Since the proclamation of independence in 1991 the threat of dilution or even loss of Ukraine’s statehood has never been as obvious as it is now. Our alarm is caused, in particular, by the social policy of the current government, and such odious persons as vice Prime Minister Volodymyr Semynozhenko and the minister of education and science Dmytro Tabachnyk who have become its leaders.
Using their posts, they cynically try to impose on Ukraine their own political views, which are grounded on dated myths of Russian and Soviet historiography. These are conceptions, chauvinistic in their essence, which humiliate the Ukrainian nation, deny Ukrainian identity and question the ability of Ukraine to be an independent state. By this they exclude our country from the system of European values, poison the conscience of Ukrainian citizens, and create divisions in society and the country.
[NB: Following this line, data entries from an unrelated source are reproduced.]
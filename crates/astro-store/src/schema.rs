use rusqlite::Connection;

use crate::error::Result;

pub const SCHEMA_VERSION: i64 = 1;

pub fn initialize(conn: &Connection) -> Result<()> {
    conn.execute_batch("PRAGMA journal_mode = WAL;")?;
    conn.execute_batch("PRAGMA foreign_keys = ON;")?;
    conn.pragma_update(None, "busy_timeout", 5000)?;

    conn.execute_batch(
        "
        CREATE TABLE IF NOT EXISTS metadata (
            key   TEXT PRIMARY KEY,
            value TEXT NOT NULL
        );

        CREATE TABLE IF NOT EXISTS runs (
            id                TEXT PRIMARY KEY,
            generated_at      TEXT NOT NULL,
            target_count      INTEGER NOT NULL,
            actual_count      INTEGER NOT NULL,
            tier_distribution TEXT NOT NULL,
            type_distribution TEXT NOT NULL,
            created_at        TEXT NOT NULL DEFAULT (datetime('now'))
        );

        CREATE TABLE IF NOT EXISTS selected_objects (
            run_id         TEXT NOT NULL REFERENCES runs(id),
            token_id       INTEGER NOT NULL,
            name           TEXT NOT NULL,
            object_type    TEXT NOT NULL,
            category       TEXT NOT NULL,
            catalog_source TEXT NOT NULL,
            badge_tier     TEXT NOT NULL,
            total_score    REAL NOT NULL,
            payload        TEXT NOT NULL,
            PRIMARY KEY (run_id, token_id)
        );

        CREATE INDEX IF NOT EXISTS idx_sel_tier ON selected_objects(run_id, badge_tier);
        ",
    )?;

    conn.execute(
        "INSERT OR REPLACE INTO metadata (key, value) VALUES ('schema_version', ?1)",
        [SCHEMA_VERSION.to_string()],
    )?;
    tracing::debug!(version = SCHEMA_VERSION, "schema initialized");
    Ok(())
}

#[cfg(test)]
mod tests {
    use super::*;

    #[test]
    fn test_initialize_is_idempotent() {
        let conn = Connection::open_in_memory().unwrap();
        initialize(&conn).unwrap();
        initialize(&conn).unwrap();
        let version: String = conn
            .query_row(
                "SELECT value FROM metadata WHERE key = 'schema_version'",
                [],
                |row| row.get(0),
            )
            .unwrap();
        assert_eq!(version, "1");
    }
}
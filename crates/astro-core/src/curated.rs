//! Hand-authored records shipped with the crate.

use crate::record::{CatalogRecord, CatalogSource};
use crate::wire::parse_catalog;

const CURATED_JSON: &str = include_str!("../data/curated.json");

/// The embedded curated dataset, every record marked `Curated`.
pub fn curated_records() -> Result<Vec<CatalogRecord>, serde_json::Error> {
    Ok(parse_catalog(CURATED_JSON)?
        .into_iter()
        .map(|r| r.with_source(CatalogSource::Curated))
        .collect())
}
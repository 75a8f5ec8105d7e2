//! Modification-time fingerprints used as cache-invalidation keys.
//!
//! A fingerprint is the ordered list of mtime tokens for every file that can
//! affect a bundle: each referenced file, followed for LESS sources by every
//! transitively imported file in path-string order. Sorting makes two
//! traversals of the same import graph produce the same fingerprint.
//!
//! Tokens keep the full precision the filesystem records: whole seconds print
//! as an integer (`1700000000`), anything finer gets a trimmed fraction
//! (`1700000000.25`). Touching a file twice within one second still changes
//! its token.
//!
//! Inline hunks have no backing file and contribute no token; their text is
//! folded into the cache key alongside the other bundle identity data.

use serde::Serialize;
use sha2::{Digest, Sha256};
use std::fmt;
use std::path::Path;
use std::time::Duration;
use tracing::debug;

use super::node::ContentNode;
use crate::constants::{CACHE_KEY_DIGEST_LEN, CACHE_KEY_PREFIX};
use crate::core::BundleError;
use crate::resolver::{get_less_dependencies, is_less_file, sorted_imports};
use crate::utils::get_mtime;

/// Ordered modification-time tokens.
#[derive(Debug, Clone, Default, PartialEq, Eq, Serialize)]
#[serde(transparent)]
pub struct Fingerprint(Vec<String>);

impl Fingerprint {
    /// The tokens in order.
    #[must_use]
    pub fn tokens(&self) -> &[String] {
        &self.0
    }

    /// Number of tokens.
    #[must_use]
    pub fn len(&self) -> usize {
        self.0.len()
    }

    /// Whether no file contributed a token.
    #[must_use]
    pub fn is_empty(&self) -> bool {
        self.0.is_empty()
    }

    /// Append the token for `path`.
    ///
    /// # Errors
    ///
    /// Returns [`BundleError::FileResolution`] if the mtime cannot be read.
    pub fn push_file(&mut self, path: &Path) -> Result<(), BundleError> {
        self.0.push(mtime_token(path)?);
        Ok(())
    }

    /// Cache key combining the tokens with other bundle identity data.
    ///
    /// `parts` carries whatever else identifies the bundle (output prefix,
    /// filters, scope, inline text). The key has the form
    /// `cssbundle.<12 hex digits>`.
    #[must_use]
    pub fn cache_key(&self, parts: &[&str]) -> String {
        let mut hasher = Sha256::new();
        for token in &self.0 {
            hasher.update(token.as_bytes());
            hasher.update(b"\n");
        }
        // Separates tokens from parts so ["1"] + [] differs from [] + ["1"]
        hasher.update(b"\0");
        for part in parts {
            hasher.update(part.as_bytes());
            hasher.update(b"\n");
        }

        let digest = hex::encode(hasher.finalize());
        format!("{CACHE_KEY_PREFIX}.{}", &digest[..CACHE_KEY_DIGEST_LEN])
    }
}

impl fmt::Display for Fingerprint {
    fn fmt(&self, f: &mut fmt::Formatter<'_>) -> fmt::Result {
        write!(f, "{}", self.0.join(","))
    }
}

/// Modification-time token for one file.
///
/// # Errors
///
/// Returns [`BundleError::FileResolution`] if the mtime cannot be read.
pub fn mtime_token(path: &Path) -> Result<String, BundleError> {
    Ok(format_mtime(get_mtime(path)?))
}

fn format_mtime(since_epoch: Duration) -> String {
    let secs = since_epoch.as_secs();
    let nanos = since_epoch.subsec_nanos();
    if nanos == 0 {
        return secs.to_string();
    }

    let fraction = format!("{nanos:09}");
    format!("{secs}.{}", fraction.trim_end_matches('0'))
}

/// Compute the fingerprint of a node sequence.
///
/// # Errors
///
/// Propagates file resolution and absolute-import errors: skipping a file
/// would leave a stale cache key.
pub fn compute_fingerprint(nodes: &[ContentNode]) -> Result<Fingerprint, BundleError> {
    let mut fingerprint = Fingerprint::default();

    for node in nodes {
        let Some(locator) = node.locator() else {
            continue;
        };

        fingerprint.push_file(locator)?;

        if is_less_file(locator) {
            for import in sorted_imports(get_less_dependencies(locator)?) {
                fingerprint.push_file(&import)?;
            }
        }
    }

    debug!("Fingerprint of {} node(s) has {} token(s)", nodes.len(), fingerprint.len());
    Ok(fingerprint)
}
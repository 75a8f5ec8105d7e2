//! Generic TOML parsing with file path context.
//!
//! ```rust,no_run
//! use cssbundle_cli::config::parse_config;
//! use serde::Deserialize;
//! use std::path::Path;
//!
//! #[derive(Deserialize)]
//! struct MyConfig {
//!     name: String,
//! }
//!
//! # fn example() -> Result<(), cssbundle_cli::core::BundleError> {
//! let config: MyConfig = parse_config(Path::new("cssbundle.toml"))?;
//! println!("{}", config.name);
//! # Ok(())
//! # }
//! ```

use std::path::Path;

use crate::core::BundleError;

/// Parse a TOML configuration file into `T`.
///
/// # Errors
///
/// - [`BundleError::FileResolution`] when the file cannot be read
/// - [`BundleError::ConfigParseError`] when the TOML is invalid or does not
///   match `T`
pub fn parse_config<T>(path: &Path) -> Result<T, BundleError>
where
    T: serde::de::DeserializeOwned,
{
    let content = crate::utils::read_text_file(path)?;

    toml::from_str(&content).map_err(|e| BundleError::ConfigParseError {
        file: path.to_path_buf(),
        reason: e.to_string(),
    })
}
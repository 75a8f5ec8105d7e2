//! Stylesheet element extraction from HTML fragments.
//!
//! The scanner finds `<link>` and `<style>` elements with regular expressions
//! and ignores everything else. It is deliberately small: it skips HTML
//! comments, understands double-, single- and unquoted attribute values, and
//! does not build a document tree.
//!
//! ```rust
//! use cssbundle_cli::markup::{Element, parse_css_elements};
//!
//! let html = r#"<link rel="stylesheet" href="/static/one.css" media="screen">
//! <style>p { border: 5px solid green; }</style>"#;
//!
//! let elements = parse_css_elements(html);
//! assert_eq!(elements.len(), 2);
//! assert_eq!(elements[0].attribute("media"), Some("screen"));
//! assert_eq!(elements[1].inner_text(), "p { border: 5px solid green; }");
//! ```

use regex::Regex;
use std::collections::BTreeMap;
use std::sync::OnceLock;
use tracing::debug;

use super::HtmlElement;

struct Patterns {
    comment: Regex,
    element: Regex,
    attribute: Regex,
}

static PATTERNS: OnceLock<Option<Patterns>> = OnceLock::new();

fn patterns() -> Option<&'static Patterns> {
    PATTERNS
        .get_or_init(|| {
            Some(Patterns {
                comment: Regex::new(r"(?s)<!--.*?-->").ok()?,
                element: Regex::new(
                    r"(?is)<style\b(?P<style_attrs>[^>]*)>(?P<text>.*?)</style\s*>|<link\b(?P<link_attrs>[^>]*?)/?>",
                )
                .ok()?,
                attribute: Regex::new(
                    r#"(?P<name>[^\s=/>"']+)(?:\s*=\s*(?:"(?P<dq>[^"]*)"|'(?P<sq>[^']*)'|(?P<bare>[^\s"'>]+)))?"#,
                )
                .ok()?,
            })
        })
        .as_ref()
}

/// Extract `link` and `style` elements from `html` in document order.
#[must_use]
pub fn parse_css_elements(html: &str) -> Vec<HtmlElement> {
    let Some(patterns) = patterns() else {
        return Vec::new();
    };

    let html = patterns.comment.replace_all(html, "");
    let mut elements = Vec::new();

    for cap in patterns.element.captures_iter(&html) {
        let Some(source) = cap.get(0) else {
            continue;
        };

        let element = if let Some(attrs) = cap.name("link_attrs") {
            HtmlElement::from_source(
                "link",
                parse_attributes(&patterns.attribute, attrs.as_str()),
                "",
                source.as_str(),
            )
        } else {
            let attrs = cap.name("style_attrs").map_or("", |m| m.as_str());
            let text = cap.name("text").map_or("", |m| m.as_str());
            HtmlElement::from_source(
                "style",
                parse_attributes(&patterns.attribute, attrs),
                text,
                source.as_str(),
            )
        };
        elements.push(element);
    }

    debug!("Scanned {} stylesheet element(s)", elements.len());
    elements
}

fn parse_attributes(pattern: &Regex, attrs: &str) -> BTreeMap<String, String> {
    let mut attributes = BTreeMap::new();

    for cap in pattern.captures_iter(attrs) {
        let Some(name) = cap.name("name") else {
            continue;
        };
        let value = cap
            .name("dq")
            .or_else(|| cap.name("sq"))
            .or_else(|| cap.name("bare"))
            .map_or("", |m| m.as_str());

        // First occurrence wins, as in browsers
        attributes.entry(name.as_str().to_ascii_lowercase()).or_insert_with(|| value.to_string());
    }

    attributes
}
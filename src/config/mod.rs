//! Configuration management for cssbundle
//!
//! - `settings` - [`BundleSettings`], loaded from `cssbundle.toml`
//! - `parser` - generic TOML parsing with file context
//!
//! Settings are looked up from the current directory upwards, the same way a
//! project manifest is found. See [`BundleSettings::load`].

mod parser;
mod settings;

pub use parser::parse_config;
pub use settings::BundleSettings;
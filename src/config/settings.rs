//! Bundle settings loaded from `cssbundle.toml`.
//!
//! # File Format
//!
//! ```toml
//! [bundle]
//! enabled = true          # merge adjacent same-media stylesheets
//! precompilers = ["less"] # keep per-file output even when merging is off
//! url = "/static/"        # URL prefix stripped from hrefs
//! root = "static"         # directory the stripped hrefs resolve under
//! output_prefix = "css"
//! filters = ["cssmin"]
//! ```
//!
//! Every key is optional. A relative `root` is resolved against the directory
//! containing the configuration file. `CSSBUNDLE_ENABLED=true|false`
//! overrides `enabled`.

use serde::{Deserialize, Serialize};
use std::path::{Path, PathBuf};
use tracing::debug;

use super::parse_config;
use crate::constants::{
    CONFIG_FILE_NAME, DEFAULT_OUTPUT_PREFIX, DEFAULT_STATIC_URL, ENABLED_ENV_VAR,
};
use crate::core::BundleError;
use crate::resolver::RootLocator;
use crate::utils::find_upwards;

/// Settings consulted by the splitter, the grouper and the output stage.
#[derive(Debug, Clone, PartialEq, Eq, Serialize, Deserialize)]
#[serde(default)]
pub struct BundleSettings {
    /// Merging is active: adjacent nodes with the same media are combined.
    pub enabled: bool,

    /// Preprocessors configured for the project.
    ///
    /// When non-empty and `enabled` is false, the compressor still produces
    /// output, one group per node (precompile-only mode).
    pub precompilers: Vec<String>,

    /// URL prefix every bundled `href` must start with.
    pub url: String,

    /// Directory that basenames are resolved under.
    pub root: PathBuf,

    /// Output prefix, part of every cache key.
    pub output_prefix: String,

    /// Filter names, part of every cache key.
    pub filters: Vec<String>,
}

impl Default for BundleSettings {
    fn default() -> Self {
        Self {
            enabled: true,
            precompilers: Vec::new(),
            url: DEFAULT_STATIC_URL.to_string(),
            root: PathBuf::from("."),
            output_prefix: DEFAULT_OUTPUT_PREFIX.to_string(),
            filters: Vec::new(),
        }
    }
}

#[derive(Debug, Default, Deserialize)]
#[serde(default)]
struct ConfigFile {
    bundle: BundleSettings,
}

impl BundleSettings {
    /// Load settings from an explicit file.
    ///
    /// # Errors
    ///
    /// Returns an error if the file cannot be read or parsed.
    pub fn from_file(path: &Path) -> Result<Self, BundleError> {
        let file: ConfigFile = parse_config(path)?;
        let mut settings = file.bundle;

        if settings.root.is_relative() {
            let base = path.parent().unwrap_or_else(|| Path::new("."));
            settings.root = base.join(&settings.root);
        }

        debug!("Loaded bundle settings from {}", path.display());
        Ok(settings)
    }

    /// Load settings for a project.
    ///
    /// Uses `explicit` when given, otherwise the nearest `cssbundle.toml` at or
    /// above `start`, otherwise defaults rooted at `start`. The
    /// `CSSBUNDLE_ENABLED` environment variable is applied last.
    ///
    /// # Errors
    ///
    /// Returns an error if a configuration file is unreadable or invalid, or if
    /// the environment override is not a boolean.
    pub fn load(explicit: Option<&Path>, start: &Path) -> Result<Self, BundleError> {
        let mut settings = match explicit {
            Some(path) => Self::from_file(path)?,
            None => match find_upwards(start, CONFIG_FILE_NAME) {
                Some(path) => Self::from_file(&path)?,
                None => {
                    debug!("No {CONFIG_FILE_NAME} found, using defaults");
                    Self {
                        root: start.to_path_buf(),
                        ..Self::default()
                    }
                }
            },
        };

        settings.apply_enabled_override(std::env::var(ENABLED_ENV_VAR).ok().as_deref())?;
        Ok(settings)
    }

    /// Apply an `enabled` override given as text.
    ///
    /// # Errors
    ///
    /// Returns [`BundleError::ConfigError`] when the value is not a boolean.
    pub fn apply_enabled_override(&mut self, value: Option<&str>) -> Result<(), BundleError> {
        let Some(value) = value else {
            return Ok(());
        };

        self.enabled = match value.trim().to_ascii_lowercase().as_str() {
            "1" | "true" | "yes" | "on" => true,
            "0" | "false" | "no" | "off" => false,
            other => {
                return Err(BundleError::ConfigError {
                    message: format!("{ENABLED_ENV_VAR} must be a boolean, got '{other}'"),
                });
            }
        };
        debug!("{ENABLED_ENV_VAR} override: enabled = {}", self.enabled);
        Ok(())
    }

    /// Whether adjacent same-scope nodes are merged into one group.
    #[must_use]
    pub const fn merging(&self) -> bool {
        self.enabled
    }

    /// Whether the compressor should produce bundled output at all.
    #[must_use]
    pub fn is_active(&self, forced: bool) -> bool {
        self.enabled || !self.precompilers.is_empty() || forced
    }

    /// The locator resolving `href`s with these settings.
    #[must_use]
    pub fn locator(&self) -> RootLocator {
        RootLocator::new(self.url.clone(), self.root.clone())
    }
}
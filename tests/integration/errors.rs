//! User-facing error reporting.

use predicates::prelude::*;

use crate::common::Site;

#[test]
fn test_absolute_import_aborts_with_suggestion() {
    let site = Site::new();
    site.stylesheet("site.less", "@import \"/etc/site.less\";\n", 1)
        .page("<link rel=\"stylesheet\" href=\"/static/site.less\">");

    site.cmd()
        .args(["bundle", "page.html"])
        .assert()
        .failure()
        .code(1)
        .stderr(predicate::str::contains("Absolute import '/etc/site.less'"))
        .stderr(predicate::str::contains("relative to the importing file"));
}

#[test]
fn test_external_url_is_uncompressable() {
    let site = Site::new();
    site.page("<link rel=\"stylesheet\" href=\"https://cdn.example.com/x.css\">");

    site.cmd()
        .args(["bundle", "page.html"])
        .assert()
        .failure()
        .stderr(predicate::str::contains("isn't accessible via the configured URL"));
}

#[test]
fn test_link_without_href() {
    let site = Site::new();
    site.page("<link rel=\"stylesheet\" media=\"screen\">");

    site.cmd()
        .args(["bundle", "page.html"])
        .assert()
        .failure()
        .stderr(predicate::str::contains("missing its 'href' attribute"));
}

#[test]
fn test_href_cannot_escape_static_root() {
    let site = Site::new();
    site.tree.write("secret.txt", "body { color: red; }").unwrap();
    site.page("<link rel=\"stylesheet\" href=\"/static/../secret.txt\">");

    site.cmd()
        .args(["bundle", "page.html"])
        .assert()
        .failure()
        .stderr(predicate::str::contains("escapes the static root"))
        .stdout(predicate::str::contains("color: red").not());
}

#[test]
fn test_missing_stylesheet() {
    let site = Site::new();
    site.page("<link rel=\"stylesheet\" href=\"/static/gone.css\">");

    site.cmd()
        .args(["fingerprint", "page.html"])
        .assert()
        .failure()
        .stderr(predicate::str::contains("gone.css"));
}

#[test]
fn test_invalid_config_syntax() {
    let site = Site::with_config("[bundle\nenabled = ");
    site.page("");

    site.cmd()
        .args(["bundle", "page.html"])
        .assert()
        .failure()
        .stderr(predicate::str::contains("Invalid configuration file syntax"));
}

#[test]
fn test_invalid_env_override() {
    let site = Site::new();
    site.page("");

    site.cmd()
        .env("CSSBUNDLE_ENABLED", "sometimes")
        .args(["bundle", "page.html"])
        .assert()
        .failure()
        .stderr(predicate::str::contains("CSSBUNDLE_ENABLED must be a boolean"));
}

#[test]
fn test_missing_document() {
    let site = Site::new();

    site.cmd()
        .args(["bundle", "nope.html"])
        .assert()
        .failure()
        .stderr(predicate::str::contains("nope.html"));
}
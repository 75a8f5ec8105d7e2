//! The element capability interface consumed by the node splitter.

use std::collections::BTreeMap;
use std::fmt;

/// A markup element as seen by the bundling core.
///
/// The core never parses markup itself. Any parser can feed it by
/// implementing this trait for its element type.
pub trait Element: fmt::Debug {
    /// Lowercase tag name, e.g. `link` or `style`.
    fn name(&self) -> &str;

    /// Attributes keyed by lowercase name.
    fn attributes(&self) -> &BTreeMap<String, String>;

    /// Text content between the opening and closing tag.
    fn inner_text(&self) -> &str;

    /// The element rendered back to markup.
    fn render(&self) -> String;

    /// Look up a single attribute.
    fn attribute(&self, name: &str) -> Option<&str> {
        self.attributes().get(name).map(String::as_str)
    }
}

impl<E: Element + ?Sized> Element for Box<E> {
    fn name(&self) -> &str {
        (**self).name()
    }

    fn attributes(&self) -> &BTreeMap<String, String> {
        (**self).attributes()
    }

    fn inner_text(&self) -> &str {
        (**self).inner_text()
    }

    fn render(&self) -> String {
        (**self).render()
    }
}

/// Element produced by the HTML scanner or built directly.
#[derive(Debug, Clone, PartialEq, Eq)]
pub struct HtmlElement {
    name: String,
    attributes: BTreeMap<String, String>,
    text: String,
    source: String,
}

impl HtmlElement {
    /// Build an element and synthesize its markup.
    pub fn new<I, K, V>(name: &str, attributes: I, text: impl Into<String>) -> Self
    where
        I: IntoIterator<Item = (K, V)>,
        K: Into<String>,
        V: Into<String>,
    {
        let name = name.to_ascii_lowercase();
        let attributes: BTreeMap<String, String> = attributes
            .into_iter()
            .map(|(k, v)| (k.into().to_ascii_lowercase(), v.into()))
            .collect();
        let text = text.into();

        let attrs = attributes
            .iter()
            .map(|(k, v)| format!(" {k}=\"{}\"", v.replace('"', "&quot;")))
            .collect::<String>();
        let source = if name == "link" {
            format!("<{name}{attrs}>")
        } else {
            format!("<{name}{attrs}>{text}</{name}>")
        };

        Self {
            name,
            attributes,
            text,
            source,
        }
    }

    /// A `<link rel="stylesheet">` element.
    #[must_use]
    pub fn stylesheet(href: &str, media: Option<&str>) -> Self {
        let mut attributes = vec![("rel", "stylesheet"), ("href", href)];
        if let Some(media) = media {
            attributes.push(("media", media));
        }
        Self::new("link", attributes, "")
    }

    /// An inline `<style>` element.
    #[must_use]
    pub fn inline_style(text: &str, media: Option<&str>) -> Self {
        Self::new("style", media.map(|m| ("media", m)), text)
    }

    pub(crate) fn from_source(
        name: &str,
        attributes: BTreeMap<String, String>,
        text: &str,
        source: &str,
    ) -> Self {
        Self {
            name: name.to_ascii_lowercase(),
            attributes,
            text: text.to_string(),
            source: source.to_string(),
        }
    }
}

impl Element for HtmlElement {
    fn name(&self) -> &str {
        &self.name
    }

    fn attributes(&self) -> &BTreeMap<String, String> {
        &self.attributes
    }

    fn inner_text(&self) -> &str {
        &self.text
    }

    fn render(&self) -> String {
        self.source.clone()
    }
}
Speculating on political errors of the previous government, and at the same time ignoring the achievements since independence, they try to bring us back to the totalitarian past. The embodiment of this is Dmytro Tabachnyk’s frontal attack on the Ukrainian language. He signed a number of resolutions, notably canceling state examinations in Ukrainian for bachelors and eliminating mandatory external independent testing in Ukrainian. This has allowed all the universities in Ukraine to “enroll and teach foreigners in the language of the foreigners’ choice and in which the higher educational establishment is willing to teach them.” It’s not difficult to see that they reproduce the language policy carried out in Ukraine during the communist period, resulting in a de facto de-Ukrainization of the entire educational system, and Ukraine itself. At the same time the new terms of the external testing bring back old corruption schemes, depriving many citizens of an opportunity to obtain higher education.
Equally dangerous are the intentions of representatives of the current government to pass over to regional administrations important powers on the issues of education, culture, determining the status of languages, and forming historical memory. Implementing such measures will inevitably lead to a cultural dissection of the country into regional segments, thus posing a real threat of the disintegration of Ukraine as an independent state.
In view of these dangers we consider it is necessary to state:
1. Social policy under the execution of Volodymyr Semynozhenko and Dmytro Tabachnyk has a provocative and destructive character. It intends to restore stereotypes of the imperial totalitarian past; it deprives Ukraine of its own history, divides society and undermines the foundations of Ukrainian statehood.
2. The Russification of Ukraine, which they try to justify by false statements about the protection of the rights of Russian-speaking citizens or illegal reference to the European Charter for Regional and Minority Languages, is a way of destroying the Ukrainian nation as a key system-forming factor of Ukrainian statehood. The constitutional definition of the Ukrainian language as the only state language corresponds to the practice of European states, where the state status of the national language is a powerful tool of developing civic nations, the consolidation of society, strengthening the unity of the country, and counteraction to leveling its national and cultural uniqueness.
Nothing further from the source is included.